What this task involves
Write each line exactly, from the line that holds "let HeadlessOutcome::GameOver(secs) = outcome" through the final line of the material, and no other line.

Data for analysis
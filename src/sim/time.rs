//! Time sources
//!
//! Two timer bases coexist and must never be mixed:
//! - [`WallMs`]: wall-clock milliseconds (hit-invincibility, frame deltas)
//! - [`GameMs`]: wall time since session start minus total paused time
//!   (godmode, speed boost, elapsed readout)
//!
//! Keeping them as distinct types makes comparing one against the other a
//! compile error.

use std::cell::Cell;
use std::ops::Sub;

/// Wall-clock timestamp in milliseconds
#[derive(Debug, Clone, Copy, PartialEq, PartialOrd, Default)]
pub struct WallMs(pub f64);

/// Pause-adjusted game time in milliseconds since session start
#[derive(Debug, Clone, Copy, PartialEq, PartialOrd, Default)]
pub struct GameMs(pub f64);

impl WallMs {
    #[inline]
    pub fn plus(self, ms: f64) -> Self {
        Self(self.0 + ms)
    }
}

impl GameMs {
    #[inline]
    pub fn plus(self, ms: f64) -> Self {
        Self(self.0 + ms)
    }

    /// Seconds, for the elapsed-time readout
    #[inline]
    pub fn as_secs(self) -> f64 {
        self.0 / 1000.0
    }
}

impl Sub for WallMs {
    type Output = f64;

    /// Difference in milliseconds
    fn sub(self, rhs: Self) -> f64 {
        self.0 - rhs.0
    }
}

/// Both clocks sampled at the same instant
#[derive(Debug, Clone, Copy, PartialEq)]
pub struct Instant {
    pub wall: WallMs,
    pub game: GameMs,
}

/// Wall-clock source
pub trait Clock {
    fn now(&self) -> WallMs;
}

/// Real wall clock (`Date.now()` in the browser)
#[derive(Debug, Clone, Copy, Default)]
pub struct SystemClock;

impl Clock for SystemClock {
    #[cfg(target_arch = "wasm32")]
    fn now(&self) -> WallMs {
        WallMs(js_sys::Date::now())
    }

    #[cfg(not(target_arch = "wasm32"))]
    fn now(&self) -> WallMs {
        let since_epoch = std::time::SystemTime::now()
            .duration_since(std::time::UNIX_EPOCH)
            .unwrap_or_default();
        WallMs(since_epoch.as_secs_f64() * 1000.0)
    }
}

/// Hand-driven clock for tests and the headless driver
#[derive(Debug, Default)]
pub struct ManualClock {
    now: Cell<f64>,
}

impl ManualClock {
    pub fn new(start_ms: f64) -> Self {
        Self {
            now: Cell::new(start_ms),
        }
    }

    pub fn set(&self, ms: f64) {
        self.now.set(ms);
    }

    pub fn advance(&self, ms: f64) {
        self.now.set(self.now.get() + ms);
    }
}

impl Clock for ManualClock {
    fn now(&self) -> WallMs {
        WallMs(self.now.get())
    }
}

#[cfg(test)]
mod tests {
    use super::*;

    #[test]
    fn test_manual_clock_advances() {
        let clock = ManualClock::new(1_000.0);
        assert_eq!(clock.now(), WallMs(1_000.0));
        clock.advance(16.5);
        assert_eq!(clock.now(), WallMs(1_016.5));
        clock.set(0.0);
        assert_eq!(clock.now(), WallMs(0.0));
    }

    #[test]
    fn test_wall_difference_is_milliseconds() {
        assert_eq!(WallMs(1_500.0) - WallMs(1_000.0), 500.0);
        assert_eq!(WallMs(100.0).plus(1_000.0), WallMs(1_100.0));
    }

    #[test]
    fn test_game_time_seconds() {
        assert!((GameMs(12_345.0).as_secs() - 12.345).abs() < 1e-9);
    }

    #[test]
    fn test_system_clock_is_positive() {
        assert!(SystemClock.now().0 > 0.0);
    }
}
//! Display-less collaborators
//!
//! Used by the native driver and by tests: every call just updates the
//! visible state a real display would show. [`drive`] runs a whole session
//! against a [`ManualClock`].

use super::{AudioOut, Hud, Renderer, SoundEffect};
use crate::game::{Command, Game};
use crate::language::Strings;
use crate::round_tenths;
use crate::sim::{Clock, EntityKind, GamePhase, ManualClock, Rect};

/// Background music state
#[derive(Debug, Clone, Copy, PartialEq, Eq, Default)]
pub enum MusicState {
    #[default]
    Stopped,
    Playing,
    Paused,
}

/// Renderer, audio and HUD in one, without any output device
#[derive(Debug, Default)]
pub struct Headless {
    // HUD
    pub health: Option<u8>,
    pub elapsed: String,
    pub overlay: Option<(String, String)>,
    pub buttons: Option<GamePhase>,
    pub pause_label: String,
    // Audio
    pub music: MusicState,
    pub sounds: Vec<SoundEffect>,
    // Renderer (last frame)
    pub scroll_offset: f32,
    pub entities_drawn: usize,
    pub player_visible: bool,
    pub time_readout: String,
    /// Final time drawn on the game-over screen this frame
    pub game_over_shown: Option<String>,
    pub frames_drawn: u64,
}

impl Renderer for Headless {
    fn draw_background(&mut self, scroll_offset: f32) {
        self.scroll_offset = scroll_offset;
        self.entities_drawn = 0;
        self.game_over_shown = None;
        self.frames_drawn += 1;
    }

    fn draw_entity(&mut self, _kind: &EntityKind, _rect: Rect) {
        self.entities_drawn += 1;
    }

    fn draw_player(&mut self, _rect: Rect, blinking: bool) {
        self.player_visible = !blinking;
    }

    fn draw_time(&mut self, readout: &str) {
        if self.time_readout != readout {
            self.time_readout = readout.to_string();
        }
    }

    fn draw_game_over(&mut self, survival: &str) {
        self.game_over_shown = Some(survival.to_string());
    }
}

impl AudioOut for Headless {
    fn play_one_shot(&mut self, effect: SoundEffect) {
        self.sounds.push(effect);
    }

    fn play_loop(&mut self) {
        self.music = MusicState::Playing;
    }

    fn pause(&mut self) {
        if self.music == MusicState::Playing {
            self.music = MusicState::Paused;
        }
    }

    fn resume(&mut self) {
        if self.music == MusicState::Paused {
            self.music = MusicState::Playing;
        }
    }

    fn stop(&mut self) {
        self.music = MusicState::Stopped;
    }
}

impl Hud for Headless {
    fn set_health(&mut self, health: u8) {
        self.health = Some(health);
    }

    fn set_elapsed_time(&mut self, seconds: &str) {
        if self.elapsed != seconds {
            self.elapsed = seconds.to_string();
        }
    }

    fn show_overlay(&mut self, title: &str, message: &str) {
        self.overlay = Some((title.to_string(), message.to_string()));
    }

    fn hide_overlay(&mut self) {
        self.overlay = None;
    }

    fn set_buttons_for_state(&mut self, phase: GamePhase, strings: &Strings) {
        self.buttons = Some(phase);
        self.pause_label = strings.pause_button(phase).to_string();
    }
}

/// Simulation rate of the headless driver
pub const HEADLESS_FRAME_MS: f64 = 1000.0 / 60.0;

/// How a headless run ended
#[derive(Debug, Clone, Copy, PartialEq)]
pub enum HeadlessOutcome {
    /// Health reached zero; survival time as recorded
    GameOver(f64),
    /// Still alive when the time limit ran out
    TimeLimit(f64),
}

impl HeadlessOutcome {
    pub fn survival_secs(&self) -> f64 {
        match *self {
            HeadlessOutcome::GameOver(secs) | HeadlessOutcome::TimeLimit(secs) => secs,
        }
    }
}

/// Start a run and step it at 60 Hz with whatever keys `game.input` holds,
/// until the leaderboard prompt comes due or `limit_ms` of wall time passes
pub fn drive(
    game: &mut Game,
    clock: &ManualClock,
    host: &mut Headless,
    limit_ms: f64,
) -> HeadlessOutcome {
    let started = clock.now();
    game.command(Command::Start, started, host);

    while clock.now() - started < limit_ms {
        clock.advance(HEADLESS_FRAME_MS);
        if let Some(secs) = game.frame(clock.now(), host) {
            return HeadlessOutcome::GameOver(secs);
        }
    }

    HeadlessOutcome::TimeLimit(round_tenths(game.session.elapsed_secs()))
}

#[cfg(test)]
mod tests {
    use super::*;
    use crate::difficulty::Difficulty;
    use crate::highscores::HighScores;
    use crate::sim::{Canvas, Session};

    fn game(difficulty: Difficulty, seed: u64) -> Game {
        Game::new(
            Session::new(Canvas::default(), difficulty, seed),
            HighScores::new(),
        )
    }

    #[test]
    fn test_time_limit_stops_the_run() {
        let mut g = game(Difficulty::Easy, 5);
        let clock = ManualClock::new(1_000.0);
        let mut host = Headless::default();
        let outcome = drive(&mut g, &clock, &mut host, 500.0);
        match outcome {
            HeadlessOutcome::TimeLimit(secs) => assert!((0.4..=0.6).contains(&secs)),
            HeadlessOutcome::GameOver(_) => panic!("no run ends in half a second"),
        }
        assert!(host.frames_drawn >= 30);
        assert_eq!(host.music, MusicState::Playing);
    }

    #[test]
    fn test_idle_player_eventually_loses() {
        let mut g = game(Difficulty::Hard, 11);
        let clock = ManualClock::new(0.0);
        let mut host = Headless::default();
        let outcome = drive(&mut g, &clock, &mut host, 10.0 * 60.0 * 1000.0);
        let HeadlessOutcome::GameOver(secs) = outcome else {
            panic!("idle run outlived the limit: {outcome:?}");
        };
        assert!(secs > 0.0);
        assert_eq!(host.health, Some(0));
        assert_eq!(host.music, MusicState::Stopped);
        assert_eq!(g.session.elapsed_display(), crate::format_seconds(secs));
        assert_eq!(g.session.phase(), GamePhase::GameOver);
    }
}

Solved exercise
        let HeadlessOutcome::GameOver(secs) = outcome else {
            panic!("idle run outlived the limit: {outcome:?}");
        };
        assert!(secs > 0.0);
        assert_eq!(host.health, Some(0));
        assert_eq!(host.music, MusicState::Stopped);
        assert_eq!(g.session.elapsed_display(), crate::format_seconds(secs));
        assert_eq!(g.session.phase(), GamePhase::GameOver);
    }
}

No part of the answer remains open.